Nicolas Sarkozy dans les pas de G. W. Bush

par Henry Moreigne
mardi 1er avril 2008

Seul. Nicolas Sarkozy a décidé seul de l’envoi d’un contingent de 1000 hommes supplémentaires en Afghanistan. Sur la forme, comme sur le fond, ça ne passe pas. Ce n’est pas le débat sans vote devant l’Assemblée qui va lever toutes les critiques d’autant que sur le fond, militairement, beaucoup craignent un enlisement d’un niveau semblable au Viêtnam, ou plus proche de nous, à l’Irak.

Quand le président de la République réserve la primeur de sa décision de renforcer le contingent français en Afghanistan, aux Américains et à Gordon Brown, lors de sa visite d’Etat à Londres, le 26 mars, ça grince du côté du Parlement français mis devant le fait accompli. Aucune disposition de la Constitution n’oblige cependant le président de la République à consulter le Parlement sur l’envoi de troupes à l’étranger. Seule la déclaration de guerre doit être autorisée par le Parlement.

Officiellement, notre pays n’est pas en guerre mais l’expression “forces de sécurisation” ne trompe personne. Déjà 1600 soldats français, jusque-là oubliés, risquent leur vie sur ces terres lointaines. Ce n’est pas un hasard si un avant-projet de réforme des institutions, en cours d’examen au Conseil d’Etat, renforce le contrôle du Parlement sur les opérations extérieures en prévoyant que si la durée d’une intervention extérieure des forces armées excède six mois, “sa prolongation est autorisée par le Parlement”, sous forme “d’une motion votée par les deux Assemblées”. Vice-président du comité qui a préparé cette réforme, Jack Lang a demandé à Nicolas Sarkozy d’anticiper cette révision constitutionnelle en sollicitant un vote du Parlement sur l’Afghanistan.
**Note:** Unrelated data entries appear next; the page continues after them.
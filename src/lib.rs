//! Population-based genetic algorithm engine.
//!
//! The crate provides the problem-independent half of a genetic algorithm:
//!
//! - **Individual contract** ([`ga::Individual`]): what a candidate
//!   solution must do: report its fitness, mutate and breed.
//! - **Population** ([`ga::Population`]): retain, random-select, mutate and
//!   breed, one epoch at a time, until a fitness threshold or an epoch
//!   budget is reached. Cancellable between epochs.
//! - **Solution binding** ([`binding::SolutionBinding`]): the narrow seam
//!   through which problem-specific code reads an instance into a
//!   population and writes the best individual back out.
//!
//! Every population owns an explicit, seedable random source, so runs are
//! reproducible and independent of each other.
//!
//! # Features
//!
//! - `parallel`: score new individuals on the rayon thread pool
//! - `serde`: derive `Serialize`/`Deserialize` for configuration and reports

pub mod binding;
pub mod error;
pub mod ga;
pub mod random;

pub use error::{GaError, Result};
// ============================================================================
// Tests
// ============================================================================

#[cfg(test)]
mod tests {
    use super::*;
    use crate::ga::operators::{flip_mutation, invert_mutation, single_point_crossover, swap_mutation};
    use crate::GaError;

    // ---- OneMax: fraction of set bits, scaled so 1.0 is out of reach ----

    #[derive(Clone, Debug)]
    struct BitString {
        bits: Vec<bool>,
        scale: f64,
    }

    impl Individual for BitString {
        fn fitness(&self) -> Result<f64> {
            let ones = self.bits.iter().filter(|&&b| b).count();
            Ok(ones as f64 / self.bits.len() as f64 * self.scale)
        }

        fn mutate<R: Rng>(&self, rng: &mut R) -> Result<Self> {
            let mut bits = self.bits.clone();
            flip_mutation(&mut bits, rng);
            Ok(BitString {
                bits,
                scale: self.scale,
            })
        }

        fn breed<R: Rng>(&self, mother: &Self, rng: &mut R) -> Result<Self> {
            Ok(BitString {
                bits: single_point_crossover(&self.bits, &mother.bits, rng),
                scale: self.scale,
            })
        }
    }

    fn onemax(n: usize, size: usize, scale: f64, seed: u64) -> Population<BitString> {
        Population::generate(size, crate::random::create_rng(seed), |rng| {
            let bits = (0..n).map(|_| rng.random_bool(0.3)).collect();
            Ok(BitString { bits, scale })
        })
        .unwrap()
    }

    #[test]
    fn test_onemax_convergence() {
        let mut pop = onemax(20, 50, 1.0, 42);
        let config = RunConfig::default()
            .with_threshold(1.0)
            .with_epochs(300)
            .with_retain(0.2)
            .with_select(0.05)
            .with_mutate(0.2);

        let report = pop.run(&config).unwrap();

        assert!(
            pop.best_fitness() >= 0.8,
            "expected at least 16/20 bits set, got {}",
            pop.best_fitness()
        );
        assert!(report.epochs <= 300);
        assert_eq!(report.fitness_history.len(), report.epochs + 1);
    }

    #[test]
    fn test_converged_run_stops_early() {
        let mut pop = onemax(8, 30, 1.0, 7);
        let config = RunConfig::default()
            .with_threshold(0.5)
            .with_epochs(1000)
            .with_retain(0.3);

        let report = pop.run(&config).unwrap();

        assert_eq!(report.status, RunStatus::Converged);
        assert!(report.epochs < 1000);
        assert!(pop.best_fitness() >= 0.5);
    }

    #[test]
    fn test_already_converged_runs_no_epochs() {
        let mut pop = onemax(4, 10, 1.0, 3);
        let threshold = pop.best_fitness();
        let report = pop.run(&RunConfig::default().with_threshold(threshold)).unwrap();
        assert_eq!(report.status, RunStatus::Converged);
        assert_eq!(report.epochs, 0);
        assert_eq!(report.fitness_history.len(), 1);
    }

    #[test]
    fn test_exhausted_within_epoch_budget() {
        let mut pop = onemax(16, 20, 0.5, 11);
        let config = RunConfig::default()
            .with_threshold(1.0)
            .with_epochs(25)
            .with_retain(0.3);

        let report = pop.run(&config).unwrap();

        assert_eq!(report.status, RunStatus::Exhausted);
        assert_eq!(report.epochs, 25);
        assert_eq!(report.fitness_history.len(), 26);
        assert_eq!(pop.len(), 20);
    }

    #[test]
    fn test_elitism_without_mutation_never_regresses() {
        let mut pop = onemax(16, 20, 1.0, 5);
        let config = RunConfig::default()
            .with_threshold(1.0)
            .with_epochs(40)
            .with_retain(0.25)
            .with_mutate(0.0);

        let report = pop.run(&config).unwrap();

        for window in report.fitness_history.windows(2) {
            assert!(
                window[1] >= window[0],
                "best fitness regressed: {} -> {}",
                window[0],
                window[1]
            );
        }
    }

    #[test]
    fn test_cancellation_at_epoch_five() {
        let mut pop = onemax(32, 40, 0.5, 21);
        let config = RunConfig::default()
            .with_threshold(1.0)
            .with_epochs(100)
            .with_retain(0.3)
            .with_report_interval(1);

        let cancel = Arc::new(AtomicBool::new(false));
        let flag = Arc::clone(&cancel);
        let mut observed = Vec::new();

        let report = pop
            .run_observed(&config, Some(cancel), |epoch, best| {
                observed.push((epoch, best.fitness().unwrap()));
                if epoch == 4 {
                    flag.store(true, Ordering::Relaxed);
                }
            })
            .unwrap();

        assert!(report.cancelled());
        assert_eq!(report.epochs, 5);
        assert_eq!(observed.len(), 5);
        let (last_epoch, last_best) = observed[observed.len() - 1];
        assert_eq!(last_epoch, 4);
        assert!((pop.best_fitness() - last_best).abs() < 1e-12);
        assert!((report.best_fitness - last_best).abs() < 1e-12);
    }

    #[test]
    fn test_cancel_before_start() {
        let mut pop = onemax(8, 10, 0.5, 2);
        let before = pop.best_fitness();
        let cancel = Arc::new(AtomicBool::new(true));

        let report = pop
            .run_with_cancel(&RunConfig::default().with_retain(0.5), Some(cancel))
            .unwrap();

        assert_eq!(report.status, RunStatus::Cancelled);
        assert_eq!(report.epochs, 0);
        assert!((pop.best_fitness() - before).abs() < 1e-12);
    }

    #[test]
    fn test_cancel_during_last_epoch() {
        let mut pop = onemax(16, 20, 0.5, 13);
        let config = RunConfig::default()
            .with_threshold(1.0)
            .with_epochs(3)
            .with_retain(0.3)
            .with_report_interval(1);

        let cancel = Arc::new(AtomicBool::new(false));
        let flag = Arc::clone(&cancel);
        let report = pop
            .run_observed(&config, Some(cancel), |epoch, _| {
                if epoch == 2 {
                    flag.store(true, Ordering::Relaxed);
                }
            })
            .unwrap();

        assert_eq!(report.status, RunStatus::Cancelled);
        assert_eq!(report.epochs, 3);
        assert_eq!(report.fitness_history.len(), 4);
    }

    #[test]
    fn test_cancel_wins_over_converged() {
        let mut pop = onemax(4, 10, 1.0, 3);
        let threshold = pop.best_fitness();
        let cancel = Arc::new(AtomicBool::new(true));

        let report = pop
            .run_with_cancel(&RunConfig::default().with_threshold(threshold), Some(cancel))
            .unwrap();

        assert_eq!(report.status, RunStatus::Cancelled);
        assert_eq!(report.epochs, 0);
    }

    // ---- Permutation: count of genes already in their sorted position ----

    #[derive(Clone, Debug)]
    struct Tour {
        order: Vec<usize>,
    }

    impl Individual for Tour {
        fn fitness(&self) -> Result<f64> {
            let fixed = self.order.iter().enumerate().filter(|&(i, &c)| i == c).count();
            Ok(fixed as f64 / self.order.len() as f64)
        }

        fn mutate<R: Rng>(&self, rng: &mut R) -> Result<Self> {
            let mut order = self.order.clone();
            if rng.random_bool(0.5) {
                swap_mutation(&mut order, rng);
            } else {
                invert_mutation(&mut order, rng);
            }
            Ok(Tour { order })
        }

        fn breed<R: Rng>(&self, mother: &Self, rng: &mut R) -> Result<Self> {
            if self.order.len() != mother.order.len() {
                return Err(GaError::TypeMismatch("tours of different length".into()));
            }
            // father's prefix, then the mother's remaining cities in her order
            let cut = rng.random_range(0..=self.order.len());
            let mut order = self.order[..cut].to_vec();
            order.extend(mother.order.iter().filter(|c| !self.order[..cut].contains(*c)));
            Ok(Tour { order })
        }
    }

    #[test]
    fn test_permutation_operators_keep_tours_valid() {
        let n = 12;
        let mut pop = Population::generate(40, crate::random::create_rng(31), |rng| {
            let mut order: Vec<usize> = (0..n).collect();
            for _ in 0..n {
                swap_mutation(&mut order, rng);
            }
            Ok(Tour { order })
        })
        .unwrap();

        let config = RunConfig::default()
            .with_threshold(1.0)
            .with_epochs(150)
            .with_retain(0.25)
            .with_mutate(0.3);
        let report = pop.run(&config).unwrap();
        assert!(report.epochs > 0);

        for tour in pop.individuals() {
            let mut sorted = tour.order.clone();
            sorted.sort_unstable();
            assert_eq!(sorted, (0..n).collect::<Vec<_>>(), "not a permutation: {:?}", tour.order);
        }
    }

    #[test]
    fn test_default_report_cadence() {
        let mut pop = onemax(16, 20, 0.5, 8);
        let config = RunConfig::default()
            .with_threshold(1.0)
            .with_epochs(30)
            .with_retain(0.3);

        let mut seen = Vec::new();
        pop.run_observed(&config, None, |epoch, _| seen.push(epoch))
            .unwrap();

        assert_eq!(seen, vec![0, 3, 6, 9, 12, 15, 18, 21, 24, 27]);
    }

    #[test]
    fn test_small_epoch_budget_reports_every_epoch() {
        let mut pop = onemax(16, 20, 0.5, 8);
        let config = RunConfig::default()
            .with_threshold(1.0)
            .with_epochs(3)
            .with_retain(0.3);

        let mut seen = Vec::new();
        pop.run_observed(&config, None, |epoch, _| seen.push(epoch))
            .unwrap();

        assert_eq!(seen, vec![0, 1, 2]);
    }

    #[test]
    fn test_invalid_config_rejected() {
        let mut pop = onemax(8, 10, 1.0, 1);
        let err = pop.run(&RunConfig::default().with_epochs(0)).unwrap_err();
        assert!(matches!(err, GaError::InvalidParameter(_)));
    }

    #[test]
    fn test_empty_parent_pool_propagates() {
        let mut pop = onemax(8, 10, 0.5, 1);
        let config = RunConfig::default().with_retain(0.0).with_select(0.0);
        let err = pop.run(&config).unwrap_err();
        assert!(matches!(err, GaError::InvalidParameter(_)));
        assert_eq!(pop.len(), 10);
    }

    #[test]
    fn test_same_seed_same_history() {
        let config = RunConfig::default()
            .with_threshold(1.0)
            .with_epochs(20)
            .with_retain(0.3)
            .with_select(0.1)
            .with_mutate(0.1);

        let mut a = onemax(24, 30, 1.0, 99);
        let mut b = onemax(24, 30, 1.0, 99);
        let ra = a.run(&config).unwrap();
        let rb = b.run(&config).unwrap();

        assert_eq!(ra.fitness_history, rb.fitness_history);
    }

    #[cfg(feature = "parallel")]
    #[test]
    fn test_parallel_matches_sequential() {
        let config = RunConfig::default()
            .with_threshold(1.0)
            .with_epochs(20)
            .with_retain(0.3)
            .with_mutate(0.1);

        let mut seq = onemax(24, 30, 1.0, 4);
        let mut par = onemax(24, 30, 1.0, 4);
        let rs = seq.run(&config).unwrap();
        let rp = par.run(&config.clone().with_parallel(true)).unwrap();

        assert_eq!(rs.fitness_history, rp.fitness_history);
    }
}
Constitution oblige, le chef de l’Etat concentre tous les pouvoirs. La politique étrangère est son domaine réservé, tout comme les forces armées dont il est le chef suprême. Tant que c’était pour tenter de faire vivre une troisième voie alternative à la bipolarisation de l’époque, la classe politique s’y résignait. Elle l’applaudissait même quand Jacques Chirac défiait la superpuissance américaine sur le dossier irakien. Elle s’étouffe aujourd’hui quand Nicolas Sarkozy, reprenant les recettes de G. W. Bush d’une lutte contre l’axe du mal, engage la France sur la voie de la guerre en s’alignant sur les positions américaines, même si les premiers hommes envoyés en Afghanistan l’ont été sous Jacques Chirac.
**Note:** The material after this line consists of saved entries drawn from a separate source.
#[cfg(test)]
mod tests {
    use super::*;
    use chrono::{Duration, TimeZone};
    use pretty_assertions::assert_eq;

    fn now() -> DateTime<Utc> {
        Utc.with_ymd_and_hms(2026, 1, 20, 10, 0, 0).unwrap()
    }

    fn words(count: usize) -> Vec<Word> {
        let created = now() - Duration::days(30);
        (0..count)
            .map(|n| Word::new(format!("term-{n}"), format!("definition-{n}"), created))
            .collect()
    }

    fn front_id(session: &ReviewSession) -> Uuid {
        session.present_current().map(|word| word.id).unwrap()
    }

    fn word<'s>(session: &'s ReviewSession, id: Uuid) -> &'s Word {
        session.words().iter().find(|word| word.id == id).unwrap()
    }

    #[test]
    fn recommended_round_does_not_offer_replay() {
        let batch = words(3);
        let ids: Vec<Uuid> = batch.iter().map(|w| w.id).collect();
        let mut session = ReviewSession::new(ReviewConfig::default());

        assert_eq!(
            session.start(ReviewMode::RecommendedReview, batch, now()),
            StartOutcome::Started { queued: 3 }
        );
        assert!(session.mode_selected());

        for (id, remembered) in ids.iter().zip([true, false, true]) {
            assert_eq!(front_id(&session), *id);
            session.submit_verdict(*id, remembered, now()).unwrap();
        }

        assert_eq!(session.remaining(), 0);
        assert_eq!(session.present_current(), None);
        assert_eq!(session.phase(), SessionPhase::RoundComplete);
        assert!(!session.mode_selected());
        assert_eq!(session.forgotten_ids().copied().collect::<Vec<_>>(), vec![ids[1]]);
        assert!(!session.offer_replay());
    }

    #[test]
    fn continue_last_replays_forgotten_words() {
        let batch = words(2);
        let ids: Vec<Uuid> = batch.iter().map(|w| w.id).collect();
        let mut session = ReviewSession::new(ReviewConfig::default());

        session.start(ReviewMode::ContinueLast, batch, now());
        for id in &ids {
            let outcome = session.submit_verdict(*id, false, now()).unwrap();
            assert_eq!(outcome.round_complete, *id == ids[1]);
        }
        assert!(session.offer_replay());

        assert_eq!(session.replay_forgotten(), StartOutcome::Started { queued: 2 });
        assert_eq!(session.forgotten_count(), 0);
        assert_eq!(session.mode(), Some(ReviewMode::ContinueLast));
        assert_eq!(front_id(&session), ids[0]);
        session.submit_verdict(ids[0], true, now()).unwrap();
        assert_eq!(front_id(&session), ids[1]);
    }

    #[test]
    fn verdict_updates_review_fields_once() {
        let mut batch = words(2);
        batch[0].review_count = 4;
        let first = batch[0].id;
        let mut session = ReviewSession::new(ReviewConfig::default());
        session.start(ReviewMode::ReviewAll, batch, now());

        let later = now() + Duration::minutes(5);
        let outcome = session.submit_verdict(first, false, later).unwrap();
        assert_eq!(
            outcome.update,
            ReviewUpdate {
                word_id: first,
                learned: false,
                review_count: 5,
                last_reviewed: later,
            }
        );
        assert!(!outcome.round_complete);
        assert_eq!(word(&session, first).review_count, 5);
        assert_eq!(word(&session, first).last_reviewed, Some(later));
        assert!(session.is_forgotten(first));

        // A duplicate callback for the same word is ignored.
        assert_eq!(session.submit_verdict(first, true, later), None);
        assert_eq!(word(&session, first).review_count, 5);
        assert!(session.is_forgotten(first));
    }

    #[test]
    fn remembered_marks_learned_and_clears_forgotten() {
        let mut batch = words(1);
        batch[0].learned = true;
        let id = batch[0].id;
        let mut session = ReviewSession::new(ReviewConfig::default());

        // Forgotten in a ContinueLast pass, then remembered on the next one.
        session.start(ReviewMode::ContinueLast, batch.clone(), now());
        assert_eq!(session.present_current(), None);
        session.reset();

        batch[0].learned = false;
        session.start(ReviewMode::ContinueLast, batch, now());
        session.submit_verdict(id, false, now()).unwrap();
        assert!(session.is_forgotten(id));

        let snapshot = session.words().to_vec();
        assert_eq!(
            session.start(ReviewMode::ContinueLast, snapshot, now()),
            StartOutcome::Started { queued: 1 }
        );
        assert!(!session.is_forgotten(id));
        let outcome = session.submit_verdict(id, true, now()).unwrap();
        assert!(outcome.update.learned);
        assert!(!session.is_forgotten(id));
        assert!(!session.offer_replay());
    }

    #[test]
    fn forgetting_in_review_all_unlearns_the_word() {
        let mut batch = words(1);
        batch[0].learned = true;
        let id = batch[0].id;
        let mut session = ReviewSession::new(ReviewConfig::default());

        session.start(ReviewMode::ReviewAll, batch, now());
        let outcome = session.submit_verdict(id, false, now()).unwrap();
        assert!(!outcome.update.learned);
        assert!(outcome.round_complete);
        assert!(!session.offer_replay());
    }

    #[test]
    fn forgetting_outside_review_all_keeps_learned() {
        let mut batch = words(1);
        batch[0].learned = true;
        let id = batch[0].id;
        let mut session = ReviewSession::new(ReviewConfig::default());

        session.start(ReviewMode::RecommendedReview, batch, now());
        let outcome = session.submit_verdict(id, false, now()).unwrap();
        assert!(outcome.update.learned);
    }

    #[test]
    fn stale_verdict_changes_nothing() {
        let batch = words(2);
        let second = batch[1].id;
        let mut session = ReviewSession::new(ReviewConfig::default());
        session.start(ReviewMode::ReviewAll, batch.clone(), now());

        assert_eq!(session.submit_verdict(second, false, now()), None);
        assert_eq!(session.submit_verdict(Uuid::new_v4(), true, now()), None);
        assert_eq!(session.remaining(), 2);
        assert_eq!(session.forgotten_count(), 0);
        assert_eq!(session.words(), batch.as_slice());
    }

    #[test]
    fn verdict_without_a_session_is_ignored() {
        let mut session = ReviewSession::new(ReviewConfig::default());
        assert_eq!(session.submit_verdict(Uuid::new_v4(), true, now()), None);
        assert_eq!(session.phase(), SessionPhase::ModeSelection);
    }

    #[test]
    fn second_start_while_presenting_is_rejected() {
        let batch = words(2);
        let first = batch[0].id;
        let mut session = ReviewSession::new(ReviewConfig::default());

        session.start(ReviewMode::ContinueLast, batch.clone(), now());
        assert_eq!(
            session.start(ReviewMode::ReviewAll, batch, now()),
            StartOutcome::Rejected
        );
        assert_eq!(session.mode(), Some(ReviewMode::ContinueLast));
        assert_eq!(session.remaining(), 2);
        assert_eq!(front_id(&session), first);
    }

    #[test]
    fn empty_start_is_nothing_to_review() {
        let mut session = ReviewSession::new(ReviewConfig::default());
        assert_eq!(
            session.start(ReviewMode::ReviewAll, Vec::new(), now()),
            StartOutcome::NothingToReview
        );
        assert_eq!(session.phase(), SessionPhase::RoundComplete);
        assert!(!session.mode_selected());
        assert!(!session.offer_replay());

        // A new start is accepted right away.
        assert_eq!(
            session.start(ReviewMode::ReviewAll, words(1), now()),
            StartOutcome::Started { queued: 1 }
        );
    }

    #[test]
    fn empty_continue_last_does_not_offer_replay() {
        let sheet = Uuid::new_v4();
        let mut batch = words(2);
        batch[0].sheet_id = Some(sheet);
        let (inside, outside) = (batch[0].id, batch[1].id);
        let mut session = ReviewSession::new(ReviewConfig::default());

        session.start(ReviewMode::ContinueLast, batch, now());
        session.submit_verdict(inside, true, now()).unwrap();
        session.submit_verdict(outside, false, now()).unwrap();
        assert!(session.is_forgotten(outside));

        // The sheet holds only a learned word, so nothing is queued.
        session.set_scope(Scope::Sheet(sheet));
        let snapshot = session.words().to_vec();
        assert_eq!(
            session.start(ReviewMode::ContinueLast, snapshot, now()),
            StartOutcome::NothingToReview
        );
        assert_eq!(session.phase(), SessionPhase::RoundComplete);
        assert_eq!(session.forgotten_count(), 0);
        assert!(!session.offer_replay());
    }

    #[test]
    fn fresh_review_all_clears_forgotten() {
        let batch = words(1);
        let id = batch[0].id;
        let mut session = ReviewSession::new(ReviewConfig::default());
        session.start(ReviewMode::ContinueLast, batch, now());
        session.submit_verdict(id, false, now()).unwrap();
        assert!(session.offer_replay());

        let snapshot = session.words().to_vec();
        session.start(ReviewMode::ReviewAll, snapshot, now());
        assert_eq!(session.forgotten_count(), 0);
    }

    #[test]
    fn replay_outside_scope_returns_to_mode_selection() {
        let sheet = Uuid::new_v4();
        let mut batch = words(2);
        batch[0].sheet_id = Some(sheet);
        let outside = batch[1].id;
        let mut session = ReviewSession::new(ReviewConfig::default());

        session.start(ReviewMode::ContinueLast, batch, now());
        session.submit_verdict(front_id(&session), true, now()).unwrap();
        session.submit_verdict(outside, false, now()).unwrap();
        assert!(session.offer_replay());

        session.set_scope(Scope::Sheet(sheet));
        assert_eq!(session.replay_forgotten(), StartOutcome::NothingToReview);
        assert_eq!(session.phase(), SessionPhase::ModeSelection);
        assert_eq!(session.mode(), None);
        assert_eq!(session.forgotten_count(), 0);
    }

    #[test]
    fn replay_requires_a_completed_round() {
        let mut session = ReviewSession::new(ReviewConfig::default());
        assert_eq!(session.replay_forgotten(), StartOutcome::Rejected);

        session.start(ReviewMode::ContinueLast, words(2), now());
        assert_eq!(session.replay_forgotten(), StartOutcome::Rejected);
        assert_eq!(session.remaining(), 2);
    }

    #[test]
    fn reset_clears_the_session() {
        let batch = words(2);
        let first = batch[0].id;
        let sheet = Scope::Words(batch.iter().map(|w| w.id).collect());
        let mut session = ReviewSession::new(ReviewConfig::default());
        session.set_scope(sheet.clone());
        session.start(ReviewMode::ContinueLast, batch, now());
        session.submit_verdict(first, false, now()).unwrap();

        session.reset();
        assert_eq!(session.present_current(), None);
        assert_eq!(session.mode(), None);
        assert_eq!(session.phase(), SessionPhase::ModeSelection);
        assert_eq!(session.forgotten_count(), 0);
        assert_eq!(session.remaining(), 0);
        assert_eq!(session.scope(), &sheet);
    }

    #[test]
    fn duplicate_ids_in_snapshot_are_queued_once() {
        let batch = words(1);
        let doubled = vec![batch[0].clone(), batch[0].clone()];
        let mut session = ReviewSession::new(ReviewConfig::default());
        assert_eq!(
            session.start(ReviewMode::ReviewAll, doubled, now()),
            StartOutcome::Started { queued: 1 }
        );
    }
}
La décision de Nicolas Sarkozy a été saluée comme “très positive” par la Maison Blanche inquiète de la mauvaise tournure de la situation afghane. La coalition internationale est déjà conséquente avec 47 000 hommes issus de 39 nationalités. Pourtant, l’issue du conflit demeure plus qu’incertaine. L’ennemi, le Taliban, omniprésent, y est invisible. Les intérêts confus. L’Afghanistan n’est pas la seule zone de non-droit dans le monde, ni la seule dans laquelle la culture massive de la drogue est pratiquée. On pense bien sûr à l’Amérique du Sud et plus près de nous au Maroc, plaque tournante pour l’Europe. L’éradication de l’extrémisme, du terrorisme, mise en avant par les autorités françaises et américaines se réussit d’abord en luttant contre les racines du mal, la pauvreté. Or de ce côté l’aide économique apportée au gouvernement afghan est un total fiasco, captée pour l’essentiel par des intermédiaires et des potentats corrompus.

Ce bellicisme est suspecté d’opportunisme au profit de lobbies militaro-industriels très puissants aux USA mais aussi en France. Sans connaître les détails d’un dossier qu’on a pris soin de leur cacher, les Français dans les premiers sondages répondent NON aux deux tiers à la question “Faut-il mourir pour Kaboul ?”. Un non qui vise aussi en deuxième rideau un alignement sur l’OTAN et l’abandon d’une indépendance française à laquelle notre pays tente de croire depuis un demi-siècle.